● **Given entries**
%%
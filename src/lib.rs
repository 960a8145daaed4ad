//! Vivaria engine crate.
//!
//! A GPU-resident world simulation: four coupled 2D fields (elevation,
//! temperature, humidity, discrete biome class) evolved by double-buffered
//! compute kernels, with explicit hazard planning between kernel stages and
//! the visualization reader.
#![deny(missing_docs)]
#![deny(clippy::unwrap_used, clippy::expect_used, clippy::dbg_macro, clippy::large_enum_variant)]

pub mod binding;
pub mod biome;
pub mod clock;
pub mod engine;
pub mod error;
pub mod field;
pub mod gpu;
pub mod grid;
pub mod hazard;
pub mod params;
pub mod schedule;
pub mod stage;

/// Returns the engine version string from Cargo metadata.
pub fn version() -> &'static str {
    env!("CARGO_PKG_VERSION")
}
%%
● **Exercise instructions**
Considering the entries above, how many lines contain "biome"? Give that number with nothing else.

● **Result of this task**
2